▸ **ACTIVITY**: Wherever "second" appears in a line of the listing, that line should be returned.

▸ **INPUT**:
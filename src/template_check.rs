// src/template_check.rs
//! Static placeholder checks for `.pptx` templates.

use quick_xml::events::Event;
use quick_xml::Reader;
use serde::Serialize;
use std::io::{Cursor, Read};
use zip::ZipArchive;

use crate::error::RenderError;
use crate::template_processor::{find_unclosed, fragment_at, CLOSE_MARKER, OPEN_MARKER};

#[derive(Debug, Clone, PartialEq, Eq, Serialize)]
#[serde(tag = "kind", rename_all = "snake_case")]
pub enum TemplateIssue {
    /// A second `{{` opened while an earlier one was still open, counted across runs.
    DoubleOpen { run: usize, text: String },
    /// A paragraph whose placeholder never closes.
    Unclosed { paragraph: usize, fragment: String },
}

#[derive(Debug, Clone, Default, Serialize)]
pub struct SlideReport {
    pub entry: String,
    pub text_runs: usize,
    /// Runs containing `{{` or `}}`, with their index.
    pub marker_runs: Vec<(usize, String)>,
    pub issues: Vec<TemplateIssue>,
}

#[derive(Debug, Clone, Default, Serialize)]
pub struct TemplateReport {
    pub slides: Vec<SlideReport>,
}

impl TemplateReport {
    pub fn is_ok(&self) -> bool {
        self.slides.iter().all(|s| s.issues.is_empty())
    }

    pub fn issue_count(&self) -> usize {
        self.slides.iter().map(|s| s.issues.len()).sum()
    }
}

pub fn check_template(bytes: &[u8]) -> Result<TemplateReport, RenderError> {
    let mut archive =
        ZipArchive::new(Cursor::new(bytes)).map_err(|e| RenderError::InvalidTemplate(e.to_string()))?;

    let mut slide_names: Vec<String> = archive
        .file_names()
        .filter(|name| name.starts_with("ppt/slides/slide") && name.ends_with(".xml"))
        .map(str::to_string)
        .collect();
    slide_names.sort_by_key(|name| slide_number(name));

    if slide_names.is_empty() {
        return Err(RenderError::InvalidTemplate("no slides found".to_string()));
    }

    let mut report = TemplateReport::default();
    for name in slide_names {
        let mut xml = Vec::new();
        archive
            .by_name(&name)?
            .read_to_end(&mut xml)
            .map_err(|e| RenderError::Entry {
                entry: name.clone(),
                reason: e.to_string(),
            })?;
        report.slides.push(check_slide(&name, &xml)?);
    }

    Ok(report)
}

fn slide_number(name: &str) -> u32 {
    name.trim_start_matches("ppt/slides/slide")
        .trim_end_matches(".xml")
        .parse()
        .unwrap_or(u32::MAX)
}

/// Opening (`true`) and closing (`false`) markers in the order they appear.
fn marker_sequence(text: &str) -> Vec<bool> {
    let mut markers: Vec<(usize, bool)> = text
        .match_indices(OPEN_MARKER)
        .map(|(i, _)| (i, true))
        .chain(text.match_indices(CLOSE_MARKER).map(|(i, _)| (i, false)))
        .collect();
    markers.sort_by_key(|(i, _)| *i);
    markers.into_iter().map(|(_, is_open)| is_open).collect()
}

fn check_slide(entry: &str, xml: &[u8]) -> Result<SlideReport, RenderError> {
    let mut reader = Reader::from_reader(xml);
    reader.trim_text(false);
    let mut buf = Vec::new();

    let mut report = SlideReport {
        entry: entry.to_string(),
        ..SlideReport::default()
    };
    let mut in_text = false;
    let mut open_depth: usize = 0;
    let mut paragraph = String::new();
    let mut paragraph_index = 0;

    loop {
        match reader.read_event_into(&mut buf) {
            Ok(Event::Start(e)) => match e.name().as_ref() {
                b"a:t" => in_text = true,
                b"a:p" => paragraph.clear(),
                _ => {}
            },
            Ok(Event::End(e)) => match e.name().as_ref() {
                b"a:t" => in_text = false,
                b"a:p" => {
                    if let Some(position) = find_unclosed(&paragraph) {
                        report.issues.push(TemplateIssue::Unclosed {
                            paragraph: paragraph_index,
                            fragment: fragment_at(&paragraph, position),
                        });
                    }
                    paragraph_index += 1;
                    paragraph.clear();
                }
                _ => {}
            },
            Ok(Event::Text(e)) if in_text => {
                let text = e
                    .unescape()
                    .map_err(|err| RenderError::Entry {
                        entry: entry.to_string(),
                        reason: err.to_string(),
                    })?
                    .into_owned();

                let run = report.text_runs;
                report.text_runs += 1;
                paragraph.push_str(&text);

                let markers = marker_sequence(&text);
                if !markers.is_empty() {
                    report.marker_runs.push((run, text.clone()));
                }

                let mut double_open = false;
                for is_open in markers {
                    if is_open {
                        open_depth += 1;
                        if open_depth > 1 {
                            double_open = true;
                            open_depth = 1;
                        }
                    } else {
                        open_depth = open_depth.saturating_sub(1);
                    }
                }
                if double_open {
                    report.issues.push(TemplateIssue::DoubleOpen { run, text });
                }
            }
            Ok(Event::Eof) => break,
            Ok(_) => {}
            Err(e) => {
                return Err(RenderError::Entry {
                    entry: entry.to_string(),
                    reason: format!("XML error at {}: {}", reader.buffer_position(), e),
                })
            }
        }
        buf.clear();
    }

    Ok(report)
}

#[cfg(test)]
mod tests {
    use super::*;
    use crate::template_processor::tests::{build_pptx, slide_xml};

    #[test]
    fn test_clean_template() {
        let split = r#"<a:p><a:r><a:t>{{na</a:t></a:r><a:r><a:t>me}}</a:t></a:r></a:p>"#;
        let report = check_template(&build_pptx(&slide_xml(split))).unwrap();

        assert!(report.is_ok());
        let slide = &report.slides[0];
        assert_eq!(slide.entry, "ppt/slides/slide1.xml");
        assert_eq!(slide.text_runs, 5);
        assert_eq!(
            slide.marker_runs.iter().map(|(i, _)| *i).collect::<Vec<_>>(),
            vec![0, 1, 2, 4]
        );
    }

    #[test]
    fn test_double_open_and_unclosed() {
        let broken = r#"<a:p><a:r><a:t>{{name</a:t></a:r><a:r><a:t>{{title}}</a:t></a:r></a:p>"#;
        let report = check_template(&build_pptx(&slide_xml(broken))).unwrap();

        assert!(!report.is_ok());
        let issues = &report.slides[0].issues;
        assert!(issues.contains(&TemplateIssue::DoubleOpen {
            run: 1,
            text: "{{title}}".to_string()
        }));
        assert!(issues.contains(&TemplateIssue::Unclosed {
            paragraph: 0,
            fragment: "{{name{{title}}".to_string()
        }));
    }

    #[test]
    fn test_not_a_pptx() {
        assert!(matches!(
            check_template(b"nope"),
            Err(RenderError::InvalidTemplate(_))
        ));
    }
}
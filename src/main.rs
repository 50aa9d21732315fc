use anyhow::Result;
use clap::Parser;
use cv_generator::app_log;
use cv_generator::cli::{handle_command, Cli};
use cv_generator::core::ConfigManager;
use cv_generator::logging::init_logging;

#[tokio::main]
async fn main() -> Result<()> {
    // Initialize logging first
    init_logging()?;

    let cli = Cli::parse();
    let config = ConfigManager::load()?;

    app_log!(
        info,
        "Environment: {}, templates: {}",
        config.environment.name,
        config.environment.templates_path.display()
    );

    handle_command(cli, config).await
}
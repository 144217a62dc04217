// Per-user mutual-exclusion token with TTL. Grounded on
// `infrastructure/cache_layer.rs`'s `CacheEntry { inserted_at, ttl,
// is_expired() }`, repurposed from a value cache into a keyed lock table.

use std::collections::HashMap;
use std::sync::Arc;
use std::time::{Duration, Instant};

use tokio::sync::RwLock;
use tracing::instrument;
use uuid::Uuid;

use crate::error::{AppError, AppResult};

#[derive(Debug, Clone)]
struct LockEntry {
    token: String,
    inserted_at: Instant,
    ttl: Duration,
}

impl LockEntry {
    fn is_expired(&self) -> bool {
        self.inserted_at.elapsed() > self.ttl
    }
}

/// A held lock; dropping it does not release — callers must call
/// `SyncLock::release` explicitly so release remains an observable,
/// idempotent operation on every exit path under the release-always
/// propagation policy.
#[derive(Debug, Clone)]
pub struct LockToken {
    pub key: String,
    pub token: String,
}

#[derive(Clone)]
pub struct SyncLock {
    entries: Arc<RwLock<HashMap<String, LockEntry>>>,
    default_ttl: Duration,
}

impl SyncLock {
    pub fn new(default_ttl: Duration) -> Self {
        Self {
            entries: Arc::new(RwLock::new(HashMap::new())),
            default_ttl,
        }
    }

    pub fn key_for_wallet(wallet: &str) -> String {
        format!("nodeSync:{wallet}")
    }

    #[instrument(skip(self))]
    pub async fn acquire(&self, key: &str) -> AppResult<LockToken> {
        let mut entries = self.entries.write().await;
        if let Some(existing) = entries.get(key) {
            if !existing.is_expired() {
                return Err(AppError::Locked(format!("{key} is held")));
            }
        }

        let token = Uuid::new_v4().to_string();
        entries.insert(
            key.to_string(),
            LockEntry {
                token: token.clone(),
                inserted_at: Instant::now(),
                ttl: self.default_ttl,
            },
        );

        Ok(LockToken {
            key: key.to_string(),
            token,
        })
    }

    /// Idempotent: releasing an already-released or expired lock is a no-op.
    #[instrument(skip(self))]
    pub async fn release(&self, lock: &LockToken) -> AppResult<()> {
        let mut entries = self.entries.write().await;
        if let Some(existing) = entries.get(&lock.key) {
            if existing.token == lock.token {
                entries.remove(&lock.key);
            }
        }
        Ok(())
    }

    /// Read-only probe for `/sync_status`: never takes
    /// the lock, never fails.
    pub async fn is_held(&self, key: &str) -> bool {
        let entries = self.entries.read().await;
        entries.get(key).map(|e| !e.is_expired()).unwrap_or(false)
    }
}

#[cfg(test)]
mod tests {
    use super::*;

    #[tokio::test]
    async fn acquire_blocks_concurrent_holder() {
        let lock = SyncLock::new(Duration::from_secs(60));
        let key = SyncLock::key_for_wallet("0xabc");
        let first = lock.acquire(&key).await.unwrap();
        assert!(lock.is_held(&key).await);

        let second = lock.acquire(&key).await;
        assert!(matches!(second, Err(AppError::Locked(_))));

        lock.release(&first).await.unwrap();
        assert!(!lock.is_held(&key).await);
    }

    #[tokio::test]
    async fn release_is_idempotent() {
        let lock = SyncLock::new(Duration::from_secs(60));
        let key = SyncLock::key_for_wallet("0xabc");
        let token = lock.acquire(&key).await.unwrap();
        lock.release(&token).await.unwrap();
        lock.release(&token).await.unwrap();
    }

    #[tokio::test]
    async fn expired_lock_can_be_reacquired() {
        let lock = SyncLock::new(Duration::from_millis(10));
        let key = SyncLock::key_for_wallet("0xabc");
        let _first = lock.acquire(&key).await.unwrap();
        tokio::time::sleep(Duration::from_millis(30)).await;
        let second = lock.acquire(&key).await;
        assert!(second.is_ok());
    }
}
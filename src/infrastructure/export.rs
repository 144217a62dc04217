// Bounded-range read of a user's clock-ordered records and CIDs. Grounded
// on the read-then-serialize handler shape used elsewhere in this crate's
// HTTP layer, adapted to a single-snapshot multi-table read instead of a
// single object lookup.

use std::collections::HashMap;

use tracing::instrument;

use crate::error::{AppError, AppResult};
use crate::infrastructure::db::Db;
use crate::models::{CNodeUserExport, ClockInfo, ExportResponse, PeerInfo};

#[derive(Clone)]
pub struct ExportService {
    db: Db,
}

impl ExportService {
    pub fn new(db: Db) -> Self {
        Self { db }
    }

    /// `MAX_RANGE`: the widest clock window a single export
    /// call will return, regardless of the caller's requested `clock_range_max`.
    #[instrument(skip(self))]
    pub async fn export(
        &self,
        wallets: &[String],
        clock_range_min: i64,
        clock_range_max: Option<i64>,
        max_range: i64,
        peer_endpoints: Vec<String>,
    ) -> AppResult<ExportResponse> {
        let effective_max = match clock_range_max {
            Some(requested_max) => requested_max.min(clock_range_min + max_range - 1),
            None => clock_range_min + max_range - 1,
        };

        if clock_range_min > effective_max {
            return Err(AppError::BadRequest(format!(
                "clock_range_min ({clock_range_min}) exceeds effective max ({effective_max})"
            )));
        }

        let mut cnode_users = HashMap::new();

        for wallet in wallets {
            let Some(user) = self.db.get_user_by_wallet(wallet).await? else {
                continue;
            };

            let true_clock = user.clock;
            let window_max = effective_max.min(true_clock);

            let clock_records = self
                .db
                .get_clock_records_in_range(&user.user_uuid, clock_range_min, window_max)
                .await?;
            let user_metas = self
                .db
                .get_user_metas_in_range(&user.user_uuid, clock_range_min, window_max)
                .await?;
            let tracks = self
                .db
                .get_tracks_in_range(&user.user_uuid, clock_range_min, window_max)
                .await?;
            let files = self
                .db
                .get_files_in_range(&user.user_uuid, clock_range_min, window_max)
                .await?;

            // Clamp the advertised clock to the window: the stored row is
            // never mutated, only this response DTO.
            let mut windowed_user = user.clone();
            windowed_user.clock = window_max;

            cnode_users.insert(
                user.user_uuid.clone(),
                CNodeUserExport {
                    user: windowed_user,
                    clock_records,
                    user_metas,
                    tracks,
                    files,
                    clock_info: ClockInfo {
                        local_clock_max: true_clock,
                        requested_clock_range_min: clock_range_min,
                        requested_clock_range_max: effective_max,
                    },
                },
            );
        }

        Ok(ExportResponse {
            cnode_users,
            peer_info: PeerInfo {
                endpoints: peer_endpoints,
            },
        })
    }
}

#[cfg(test)]
mod tests {
    use super::*;
    use crate::infrastructure::content_store::ContentStore;
    use crate::models::{NewFile, NewUserMeta, FileType};

    async fn setup() -> (Db, ContentStore) {
        let db = Db::connect("sqlite::memory:").await.unwrap();
        let store = ContentStore::new(db.pool.clone());
        (db, store)
    }

    #[tokio::test]
    async fn export_clamps_to_max_range() {
        let (db, store) = setup().await;
        let wallet = "0xabc".to_string();

        for i in 0..10 {
            store
                .write_user_meta(
                    &wallet,
                    NewUserMeta {
                        multihash: format!("Qm{i}"),
                        data: serde_json::json!({ "i": i }),
                    },
                )
                .await
                .unwrap();
        }

        let export = ExportService::new(db);
        let resp = export
            .export(&[wallet.clone()], 1, None, 3, vec![])
            .await
            .unwrap();

        let entry = resp.cnode_users.values().next().unwrap();
        assert_eq!(entry.user.clock, 3);
        assert_eq!(entry.clock_info.local_clock_max, 10);
        assert_eq!(entry.clock_records.len(), 3);
    }

    #[tokio::test]
    async fn export_rejects_bad_range() {
        let (db, _store) = setup().await;
        let export = ExportService::new(db);
        let result = export.export(&["0xabc".to_string()], 5, Some(2), 100, vec![]).await;
        assert!(matches!(result, Err(AppError::BadRequest(_))));
    }

    #[tokio::test]
    async fn export_skips_files_of_type_dir_but_lists_them() {
        let (db, store) = setup().await;
        let wallet = "0xdir".to_string();
        store
            .write_files(
                &wallet,
                vec![NewFile {
                    multihash: "QmDir".to_string(),
                    storage_path: "/data/QmDir".to_string(),
                    file_type: FileType::Dir,
                    dir_multihash: None,
                    file_name: None,
                }],
            )
            .await
            .unwrap();

        let export = ExportService::new(db);
        let resp = export.export(&[wallet], 1, None, 100, vec![]).await.unwrap();
        let entry = resp.cnode_users.values().next().unwrap();
        assert_eq!(entry.files.len(), 1);
        assert_eq!(entry.files[0].file_type, FileType::Dir);
    }
}
// Outbound HTTP calls to other nodes: export pull, blob fetch, and selector
// health/sync-status checks. Built on `reqwest`, the natural client-side
// counterpart to an axum server.

use std::time::Duration;

use serde::de::DeserializeOwned;
use tracing::instrument;

use crate::error::{AppError, AppResult};
use crate::models::ExportResponse;

#[derive(Clone)]
pub struct PeerClient {
    http: reqwest::Client,
}

#[derive(Debug, Clone, serde::Serialize, serde::Deserialize)]
pub struct HealthCheckResult {
    pub version: String,
}

#[derive(Debug, Clone, serde::Serialize, serde::Deserialize)]
#[serde(rename_all = "camelCase")]
pub struct SyncStatus {
    pub latest_block_number: i64,
    pub clock_value: i64,
}

impl PeerClient {
    pub fn new(request_timeout: Duration) -> Self {
        let http = reqwest::Client::builder()
            .timeout(request_timeout)
            .build()
            .expect("reqwest client builds with a fixed timeout");
        Self { http }
    }

    /// Builds the `/export` query string with one
    /// `wallet_public_key` pair per wallet; the server side collects
    /// repeated occurrences of the same key into a `Vec<String>`.
    #[instrument(skip(self))]
    pub async fn fetch_export(
        &self,
        source_endpoint: &str,
        wallets: &[String],
        clock_range_min: i64,
    ) -> AppResult<ExportResponse> {
        let mut url = format!("{source_endpoint}/export?clock_range_min={clock_range_min}");
        for wallet in wallets {
            url.push_str(&format!("&wallet_public_key={wallet}"));
        }
        self.get_json(&url).await
    }

    #[instrument(skip(self))]
    pub async fn fetch_blob(&self, gateway_base: &str, cid: &str) -> AppResult<Vec<u8>> {
        let url = format!("{gateway_base}/ipfs/{cid}");
        let resp = self.http.get(&url).send().await?;
        if !resp.status().is_success() {
            return Err(AppError::Upstream(format!(
                "peer {gateway_base} returned {} for {cid}",
                resp.status()
            )));
        }
        Ok(resp.bytes().await?.to_vec())
    }

    #[instrument(skip(self))]
    pub async fn fetch_dir_blob(
        &self,
        gateway_base: &str,
        dir_cid: &str,
        file_name: &str,
    ) -> AppResult<Vec<u8>> {
        let url = format!("{gateway_base}/ipfs/{dir_cid}/{file_name}");
        let resp = self.http.get(&url).send().await?;
        if !resp.status().is_success() {
            return Err(AppError::Upstream(format!(
                "peer {gateway_base} returned {} for {dir_cid}/{file_name}",
                resp.status()
            )));
        }
        Ok(resp.bytes().await?.to_vec())
    }

    /// Health route must return 200 and a version for the selector to
    /// compare against the expected major/minor.
    #[instrument(skip(self))]
    pub async fn check_health(&self, endpoint: &str) -> AppResult<HealthCheckResult> {
        let url = format!("{endpoint}/health");
        self.get_json(&url).await
    }

    /// Optional sync-check against `/sync_status/:wallet`. Returns `None`
    /// when the candidate has never seen this wallet ("first-time"), which
    /// the selector treats as acceptable.
    #[instrument(skip(self))]
    pub async fn check_sync_status(
        &self,
        endpoint: &str,
        wallet: &str,
    ) -> AppResult<Option<SyncStatus>> {
        let url = format!("{endpoint}/sync_status/{wallet}");
        let resp = self.http.get(&url).send().await?;
        if resp.status() == reqwest::StatusCode::NOT_FOUND {
            return Ok(None);
        }
        if resp.status() == reqwest::StatusCode::LOCKED {
            return Err(AppError::Locked(format!("{endpoint} sync lock held for {wallet}")));
        }
        if !resp.status().is_success() {
            return Err(AppError::Upstream(format!(
                "{endpoint} sync_status returned {}",
                resp.status()
            )));
        }
        Ok(Some(resp.json().await?))
    }

    #[instrument(skip(self))]
    pub async fn trigger_sync(
        &self,
        endpoint: &str,
        wallets: &[String],
        creator_node_endpoint: &str,
    ) -> AppResult<()> {
        let resp = self
            .http
            .post(format!("{endpoint}/sync"))
            .json(&serde_json::json!({
                "wallet": wallets,
                "creator_node_endpoint": creator_node_endpoint,
            }))
            .send()
            .await?;
        if !resp.status().is_success() {
            return Err(AppError::Upstream(format!(
                "{endpoint} rejected sync trigger: {}",
                resp.status()
            )));
        }
        Ok(())
    }

    async fn get_json<T: DeserializeOwned>(&self, url: &str) -> AppResult<T> {
        let resp = self.http.get(url).send().await?;
        if !resp.status().is_success() {
            return Err(AppError::Upstream(format!(
                "GET {url} returned {}",
                resp.status()
            )));
        }
        Ok(resp.json().await?)
    }
}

▸ **COMPLETED EXERCISE**:
    /// A second `{{` opened while an earlier one was still open, counted across runs.
        let second = lock.acquire(&key).await;
        assert!(matches!(second, Err(AppError::Locked(_))));
        let second = lock.acquire(&key).await;
        assert!(second.is_ok());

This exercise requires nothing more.